Stored entries:
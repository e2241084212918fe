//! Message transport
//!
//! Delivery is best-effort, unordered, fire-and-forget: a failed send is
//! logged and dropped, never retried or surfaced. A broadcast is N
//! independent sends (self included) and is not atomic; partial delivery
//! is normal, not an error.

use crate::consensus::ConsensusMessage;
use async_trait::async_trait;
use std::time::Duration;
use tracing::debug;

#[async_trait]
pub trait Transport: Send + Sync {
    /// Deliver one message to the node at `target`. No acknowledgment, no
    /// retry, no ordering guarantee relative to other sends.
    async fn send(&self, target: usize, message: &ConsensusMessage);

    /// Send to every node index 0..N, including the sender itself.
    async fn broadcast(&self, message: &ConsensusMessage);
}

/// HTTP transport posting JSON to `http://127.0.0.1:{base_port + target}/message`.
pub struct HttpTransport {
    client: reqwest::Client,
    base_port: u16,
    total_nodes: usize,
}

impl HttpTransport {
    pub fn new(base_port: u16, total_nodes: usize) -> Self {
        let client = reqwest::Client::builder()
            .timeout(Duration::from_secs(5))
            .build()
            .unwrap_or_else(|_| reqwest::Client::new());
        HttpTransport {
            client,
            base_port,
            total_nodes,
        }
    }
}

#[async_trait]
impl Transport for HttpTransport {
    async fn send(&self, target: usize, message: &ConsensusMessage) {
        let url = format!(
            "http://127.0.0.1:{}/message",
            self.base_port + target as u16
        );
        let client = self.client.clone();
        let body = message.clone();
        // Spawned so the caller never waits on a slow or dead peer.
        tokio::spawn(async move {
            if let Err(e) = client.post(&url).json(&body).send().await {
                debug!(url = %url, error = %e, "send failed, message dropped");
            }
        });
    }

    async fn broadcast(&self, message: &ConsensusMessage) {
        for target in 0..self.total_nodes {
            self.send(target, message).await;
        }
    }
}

==

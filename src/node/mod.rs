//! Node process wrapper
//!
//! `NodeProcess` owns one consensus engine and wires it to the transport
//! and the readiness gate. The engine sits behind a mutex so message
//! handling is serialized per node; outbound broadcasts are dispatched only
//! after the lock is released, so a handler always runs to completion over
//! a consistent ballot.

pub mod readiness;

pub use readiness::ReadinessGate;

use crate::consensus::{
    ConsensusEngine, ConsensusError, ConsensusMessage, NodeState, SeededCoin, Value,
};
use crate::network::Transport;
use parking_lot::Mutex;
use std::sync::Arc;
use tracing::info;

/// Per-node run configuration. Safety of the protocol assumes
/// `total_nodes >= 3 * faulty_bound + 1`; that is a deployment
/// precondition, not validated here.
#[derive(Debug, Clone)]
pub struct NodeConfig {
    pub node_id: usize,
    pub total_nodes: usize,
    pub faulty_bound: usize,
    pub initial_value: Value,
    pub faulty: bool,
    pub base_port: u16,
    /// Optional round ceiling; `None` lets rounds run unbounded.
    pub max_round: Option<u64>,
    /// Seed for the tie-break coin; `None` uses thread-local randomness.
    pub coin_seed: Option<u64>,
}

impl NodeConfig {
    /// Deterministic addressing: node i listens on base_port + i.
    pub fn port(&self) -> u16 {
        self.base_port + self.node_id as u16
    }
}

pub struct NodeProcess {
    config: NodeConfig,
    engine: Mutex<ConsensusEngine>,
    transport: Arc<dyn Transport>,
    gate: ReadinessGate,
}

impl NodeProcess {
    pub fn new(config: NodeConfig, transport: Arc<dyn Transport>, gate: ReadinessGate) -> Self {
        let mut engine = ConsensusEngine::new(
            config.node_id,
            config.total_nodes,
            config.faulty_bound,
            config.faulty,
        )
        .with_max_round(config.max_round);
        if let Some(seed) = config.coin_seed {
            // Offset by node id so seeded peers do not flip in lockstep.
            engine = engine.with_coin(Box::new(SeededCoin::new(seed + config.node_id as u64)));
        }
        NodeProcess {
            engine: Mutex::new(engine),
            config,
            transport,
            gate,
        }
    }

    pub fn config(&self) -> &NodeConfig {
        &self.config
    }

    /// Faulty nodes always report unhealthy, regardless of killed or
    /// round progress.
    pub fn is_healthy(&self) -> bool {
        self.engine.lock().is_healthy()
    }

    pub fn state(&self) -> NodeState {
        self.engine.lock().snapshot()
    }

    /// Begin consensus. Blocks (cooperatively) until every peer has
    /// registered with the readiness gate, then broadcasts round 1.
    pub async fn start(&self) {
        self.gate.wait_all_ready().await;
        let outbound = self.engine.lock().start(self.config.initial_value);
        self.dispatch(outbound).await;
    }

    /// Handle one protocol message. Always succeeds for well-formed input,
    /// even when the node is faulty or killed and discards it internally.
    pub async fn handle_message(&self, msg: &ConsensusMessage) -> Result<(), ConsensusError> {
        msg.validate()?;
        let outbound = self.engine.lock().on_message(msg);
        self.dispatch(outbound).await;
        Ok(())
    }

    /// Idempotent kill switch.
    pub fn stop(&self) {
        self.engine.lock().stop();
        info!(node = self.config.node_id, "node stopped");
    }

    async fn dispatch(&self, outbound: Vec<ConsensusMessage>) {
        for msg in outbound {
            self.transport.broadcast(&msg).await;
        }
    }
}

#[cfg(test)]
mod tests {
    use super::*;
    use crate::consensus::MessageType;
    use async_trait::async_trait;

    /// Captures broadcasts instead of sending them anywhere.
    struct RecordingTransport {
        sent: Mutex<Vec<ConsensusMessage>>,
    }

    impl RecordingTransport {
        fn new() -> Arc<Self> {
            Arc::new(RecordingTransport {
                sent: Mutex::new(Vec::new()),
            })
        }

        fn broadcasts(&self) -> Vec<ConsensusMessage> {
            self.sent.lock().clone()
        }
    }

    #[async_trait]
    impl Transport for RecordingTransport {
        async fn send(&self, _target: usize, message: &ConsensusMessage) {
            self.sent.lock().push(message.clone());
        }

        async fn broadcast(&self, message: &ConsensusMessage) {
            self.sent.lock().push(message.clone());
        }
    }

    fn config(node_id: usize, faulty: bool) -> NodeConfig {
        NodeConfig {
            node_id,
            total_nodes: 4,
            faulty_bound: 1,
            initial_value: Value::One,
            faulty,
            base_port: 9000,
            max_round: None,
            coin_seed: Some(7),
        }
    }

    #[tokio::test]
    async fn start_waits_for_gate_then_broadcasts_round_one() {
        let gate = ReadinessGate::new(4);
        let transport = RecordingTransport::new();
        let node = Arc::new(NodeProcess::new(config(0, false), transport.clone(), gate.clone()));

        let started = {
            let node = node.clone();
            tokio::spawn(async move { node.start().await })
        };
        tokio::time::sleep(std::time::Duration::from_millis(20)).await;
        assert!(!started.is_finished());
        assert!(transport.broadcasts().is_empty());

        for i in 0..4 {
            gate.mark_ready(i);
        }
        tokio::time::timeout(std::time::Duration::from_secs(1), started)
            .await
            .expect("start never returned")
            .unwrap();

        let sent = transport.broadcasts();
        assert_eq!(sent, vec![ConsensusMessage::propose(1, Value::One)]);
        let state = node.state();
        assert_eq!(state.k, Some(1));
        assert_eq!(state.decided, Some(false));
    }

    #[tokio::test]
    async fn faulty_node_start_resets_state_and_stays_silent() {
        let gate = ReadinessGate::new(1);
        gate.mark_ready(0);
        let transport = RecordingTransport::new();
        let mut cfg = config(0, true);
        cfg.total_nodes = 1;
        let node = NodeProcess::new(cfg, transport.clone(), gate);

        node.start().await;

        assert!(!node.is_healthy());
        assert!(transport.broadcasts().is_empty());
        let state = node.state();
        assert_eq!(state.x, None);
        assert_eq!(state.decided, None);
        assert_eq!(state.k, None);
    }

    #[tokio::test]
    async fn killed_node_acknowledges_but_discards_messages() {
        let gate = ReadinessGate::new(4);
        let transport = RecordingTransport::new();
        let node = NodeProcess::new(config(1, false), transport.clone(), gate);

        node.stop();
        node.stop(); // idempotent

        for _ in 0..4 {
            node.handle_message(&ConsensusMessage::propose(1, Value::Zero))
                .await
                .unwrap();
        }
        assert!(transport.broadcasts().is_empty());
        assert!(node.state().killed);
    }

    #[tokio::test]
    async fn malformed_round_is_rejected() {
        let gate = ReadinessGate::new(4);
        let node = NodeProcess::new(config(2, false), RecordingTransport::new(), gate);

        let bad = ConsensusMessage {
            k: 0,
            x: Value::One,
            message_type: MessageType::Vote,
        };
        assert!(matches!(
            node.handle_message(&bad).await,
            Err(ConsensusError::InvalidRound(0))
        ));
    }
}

# [Task to carry out]
Looking at the records, state how many lines contain "protocol" and write nothing besides that number.

# [Exercise result]
2